A long week comes to an end, to reveal three days off for me. Last night I went to see the Great Lakes Myth Society at the Blind Pig. The weather improved considerably, hovering between 50 and 75 Fahrenheit all evening--I walked home in my sweater. The show had some interesting surprises, too. There was an unexpected amount of human contact, as the cocktail server (if "The King of Beers" can be considered a "cocktail") Livy and Hailey, a library clerk who recognized me from... well, the library, came to ask what I was reading (Vanity Fair, which I finally finished this afternoon--highly recommended; deceptively Dickensian mawkishness drenched in acid). I actually got into a conversation with the latter, who plans to attend library school as well.

Opening for the GLMS were Starling Electric, a late-60s influenced band and the Singles... another late-60s influenced band. Most of the bands I like in the area are 60s-influenced, definitely my two faves, Saturday Looks Good To Me and the Avatars. I wonder sometimes whether rock music has hit some sort of creative ceiling, only able now to recycle various bits and pieces from its past into new forms. Of course, I guess the same can be said for any creative endeavor. C.S. Lewis, when talking about writing in "On Stories," pointed out that humans never think of anything genuinely new, only processing things they already know or perceiving and combining them into other constructs (the first time, so far as I know, that the word "constructs" has appeared in this blog, and hopefully the last).
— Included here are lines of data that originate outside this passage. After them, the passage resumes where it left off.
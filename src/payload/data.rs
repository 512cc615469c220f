//! Typed extraction from the DV map.
//!
//! Drivers locate records either by a literal DV-key ("04FF07") or through
//! [`find_key`], then pull a typed value out. All numeric extraction is
//! little-endian; BCD follows the EN 13757-3 rules: a nibble above 9 poisons
//! the record to NaN and a leading 0xF nibble marks a negative number.

use chrono::{NaiveDate, NaiveDateTime};

use super::vif::{scale_to_canonical, ValueKind};
use super::{DvEntryMap, MeasurementType};

/// Linear search for the first entry matching the given criteria.
///
/// `MeasurementType::Unknown` matches any function field; `None` for
/// storage or tariff matches any value.
pub fn find_key(
    measurement_type: MeasurementType,
    kind: ValueKind,
    storage_nr: Option<u32>,
    tariff: Option<u32>,
    values: &DvEntryMap,
) -> Option<String> {
    values
        .iter()
        .find(|(_, (_, entry))| {
            let mt_ok = matches!(measurement_type, MeasurementType::Unknown)
                || entry.measurement_type == measurement_type;
            // Escape codes select other tables and never match a
            // primary-table kind; a plain extension bit (VIFE combinables
            // follow) does not change the quantity.
            let vif_ok = !matches!(entry.vif, 0xEF | 0xFB | 0xFD | 0xFF)
                && kind.matches(entry.vif & 0x7F);
            let storage_ok = storage_nr.map_or(true, |s| entry.storage_nr == s);
            let tariff_ok = tariff.map_or(true, |t| entry.tariff == t);
            mt_ok && vif_ok && storage_ok && tariff_ok
        })
        .map(|(key, _)| key.clone())
}

/// Little-endian u8 from the record payload.
pub fn extract_dv_u8(values: &DvEntryMap, key: &str) -> Option<(usize, u8)> {
    let (offset, entry) = values.get(key)?;
    Some((*offset, *entry.raw.first()?))
}

/// Little-endian u16 from the record payload.
pub fn extract_dv_u16(values: &DvEntryMap, key: &str) -> Option<(usize, u16)> {
    let (offset, entry) = values.get(key)?;
    let b = entry.raw.get(..2)?;
    Some((*offset, u16::from_le_bytes([b[0], b[1]])))
}

/// Little-endian u32 from the record payload.
pub fn extract_dv_u32(values: &DvEntryMap, key: &str) -> Option<(usize, u32)> {
    let (offset, entry) = values.get(key)?;
    let b = entry.raw.get(..4)?;
    Some((*offset, u32::from_le_bytes([b[0], b[1], b[2], b[3]])))
}

/// Numeric value of the record, decoded per the DIF coding.
///
/// With `auto_scale` the VIF decimal exponent is folded in so the result is
/// in the canonical unit of its quantity (kWh, m3, kW, m3/h, degrees C).
/// Records whose VIF carries no scaling (manufacturer extensions) come back
/// raw either way.
pub fn extract_dv_double(
    values: &DvEntryMap,
    key: &str,
    auto_scale: bool,
) -> Option<(usize, f64)> {
    let (offset, entry) = values.get(key)?;

    let value = match entry.dif & 0x0F {
        0x1..=0x4 | 0x6 | 0x7 => le_uint(&entry.raw) as f64,
        0x5 => {
            let b = entry.raw.get(..4)?;
            f32::from_le_bytes([b[0], b[1], b[2], b[3]]) as f64
        }
        0x9..=0xC | 0xE => decode_bcd(&entry.raw).unwrap_or(f64::NAN),
        _ => return None,
    };

    let scaled = if auto_scale {
        match scale_to_canonical(entry.vif) {
            Some(factor) => value * factor,
            None => value,
        }
    } else {
        value
    };

    Some((*offset, scaled))
}

/// Broken-down date from a type G (2 byte) or type F (4 byte) record.
pub fn extract_dv_date(values: &DvEntryMap, key: &str) -> Option<(usize, NaiveDateTime)> {
    let (offset, entry) = values.get(key)?;
    let dt = match entry.raw.len() {
        2 => decode_type_g(&entry.raw),
        4 => decode_type_f(&entry.raw),
        _ => None,
    }?;
    Some((*offset, dt))
}

fn le_uint(raw: &[u8]) -> u64 {
    let mut v = 0u64;
    for (i, b) in raw.iter().enumerate().take(8) {
        v |= (*b as u64) << (8 * i);
    }
    v
}

/// BCD decode, least significant byte first on the wire.
///
/// Returns `None` when a digit nibble exceeds 9; the caller maps that to NaN
/// and annotates the record. A 0xF top nibble in the most significant byte
/// flags a negative value.
fn decode_bcd(raw: &[u8]) -> Option<f64> {
    let mut negative = false;
    let mut value = 0f64;
    for (idx, b) in raw.iter().enumerate().rev() {
        let hi = b >> 4;
        let lo = b & 0x0F;
        if idx == raw.len() - 1 && hi == 0x0F {
            negative = true;
        } else {
            if hi > 9 {
                return None;
            }
            value = value * 10.0 + hi as f64;
        }
        if lo > 9 {
            return None;
        }
        value = value * 10.0 + lo as f64;
    }
    Some(if negative { -value } else { value })
}

/// Type G: date only, midnight time.
fn decode_type_g(b: &[u8]) -> Option<NaiveDateTime> {
    let day = (b[0] & 0x1F) as u32;
    let month = (b[1] & 0x0F) as u32;
    let year = ((((b[0] & 0xE0) >> 5) | ((b[1] & 0xF0) >> 1)) as i32) + 2000;
    NaiveDate::from_ymd_opt(year, month, day)?.and_hms_opt(0, 0, 0)
}

/// Type F: date and time down to the minute.
fn decode_type_f(b: &[u8]) -> Option<NaiveDateTime> {
    let minute = (b[0] & 0x3F) as u32;
    let hour = (b[1] & 0x1F) as u32;
    let day = (b[2] & 0x1F) as u32;
    let month = (b[3] & 0x0F) as u32;
    let year = ((((b[2] & 0xE0) >> 5) | ((b[3] & 0xF0) >> 1)) as i32) + 2000;
    NaiveDate::from_ymd_opt(year, month, day)?.and_hms_opt(hour, minute, 0)
}

#[cfg(test)]
mod tests {
    use super::*;
    use crate::payload::parse_records;
    use crate::util::hex::decode_hex;

    fn parsed(hex: &str) -> DvEntryMap {
        let payload = decode_hex(hex).unwrap();
        let out = parse_records(&payload, 0);
        assert!(out.error.is_none(), "parse failed: {:?}", out.error);
        out.values
    }

    #[test]
    fn test_extract_uints() {
        let values = parsed("01FF2107 04FF072B010000");
        assert_eq!(extract_dv_u8(&values, "01FF21"), Some((3, 0x07)));
        assert_eq!(extract_dv_u32(&values, "04FF07"), Some((7, 0x0000012B)));
        assert_eq!(extract_dv_u8(&values, "01FF99"), None);
    }

    #[test]
    fn test_extract_double_scaled_int() {
        // Energy kWh, 24-bit 0x00002C = 44.
        let values = parsed("03062C0000");
        let (_, v) = extract_dv_double(&values, "0306", true).unwrap();
        assert_eq!(v, 44.0);

        // Volume 10^-2 m3, 0x63 = 99 -> 0.99 m3.
        let values = parsed("0314630000");
        let (_, v) = extract_dv_double(&values, "0314", true).unwrap();
        assert!((v - 0.99).abs() < 1e-9);

        // Power 10^2 W, 0x0013 = 19 -> 1.9 kW.
        let values = parsed("022D1300");
        let (_, v) = extract_dv_double(&values, "022D", true).unwrap();
        assert!((v - 1.9).abs() < 1e-9);
    }

    #[test]
    fn test_extract_double_bcd() {
        // 12 digit BCD counter, unscaled (dimensionless VIFE).
        let values = parsed("0EFD3A563412000000");
        let (_, v) = extract_dv_double(&values, "0EFD3A", false).unwrap();
        assert_eq!(v, 123456.0);
    }

    #[test]
    fn test_bcd_error_nibble_yields_nan() {
        // 0xAB in a BCD field: digit nibbles above 9.
        let values = parsed("0A15AB00");
        let (_, v) = extract_dv_double(&values, "0A15", true).unwrap();
        assert!(v.is_nan());
    }

    #[test]
    fn test_bcd_negative() {
        // Top nibble 0xF marks negative: F1 23 (LE) = -123... digits 1,2,3.
        let values = parsed("0A1523F1");
        let (_, v) = extract_dv_double(&values, "0A15", false).unwrap();
        assert_eq!(v, -123.0);
    }

    #[test]
    fn test_extract_date_type_g() {
        let values = parsed("426C7F2A");
        let (_, dt) = extract_dv_date(&values, "426C").unwrap();
        assert_eq!(dt.format("%Y-%m-%d %H:%M").to_string(), "2019-10-31 00:00");
    }

    #[test]
    fn test_extract_date_type_f() {
        // minute=30, hour=14, day=31, month=10, year=2019.
        let values = parsed("046D1E8E7F2A");
        let (_, dt) = extract_dv_date(&values, "046D").unwrap();
        assert_eq!(dt.format("%Y-%m-%d %H:%M").to_string(), "2019-10-31 14:30");
    }

    #[test]
    fn test_find_key_by_kind_and_storage() {
        let values =
            parsed("03062C000043060000000314630000426C7F2A022D130001FF2100");

        let key = find_key(
            MeasurementType::Instantaneous,
            ValueKind::EnergyWh,
            Some(0),
            Some(0),
            &values,
        );
        assert_eq!(key.as_deref(), Some("0306"));

        let key = find_key(
            MeasurementType::Instantaneous,
            ValueKind::EnergyWh,
            Some(1),
            Some(0),
            &values,
        );
        assert_eq!(key.as_deref(), Some("4306"));

        let key = find_key(
            MeasurementType::Unknown,
            ValueKind::Date,
            Some(1),
            Some(0),
            &values,
        );
        assert_eq!(key.as_deref(), Some("426C"));

        // Vendor extension keys never match primary-table kinds.
        let key = find_key(
            MeasurementType::Unknown,
            ValueKind::PowerW,
            None,
            None,
            &values,
        );
        assert_eq!(key.as_deref(), Some("022D"));
    }

    #[test]
    fn test_find_key_no_match() {
        let values = parsed("03062C0000");
        assert_eq!(
            find_key(
                MeasurementType::Instantaneous,
                ValueKind::VolumeFlow,
                None,
                None,
                &values
            ),
            None
        );
    }
}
The bands were pretty good, although the smoke used by Starling Electric made me think of bedrooms with towels stuffed under the doors and pot smoke filling the inside, a nice, healthy dose of early Yes on the stereo (not that that's a bad thing at all--I've come to be reunited with my own love of early Yes, the years before Rick Wakeman decided to become an Arthurian ice-skating impresario). The Singles were... jangly, that's the best way I can think of describing them. I didn't enjoy the "Gloms" as much as I thought I would--I think I was tired. As I'd been up since four in the morning that was certainly plausible. A weird mood came over me and I left about three-fourths of the way into their set. I don't understand why, either--some of the guitar work was the most intricate and accomplished I'd ever heard at the Pig (I don't play guitar, but it sure sounded intricate and accomplished to me).

I bought potatoes this morning. My life is a raging, churning torrent of anarchy.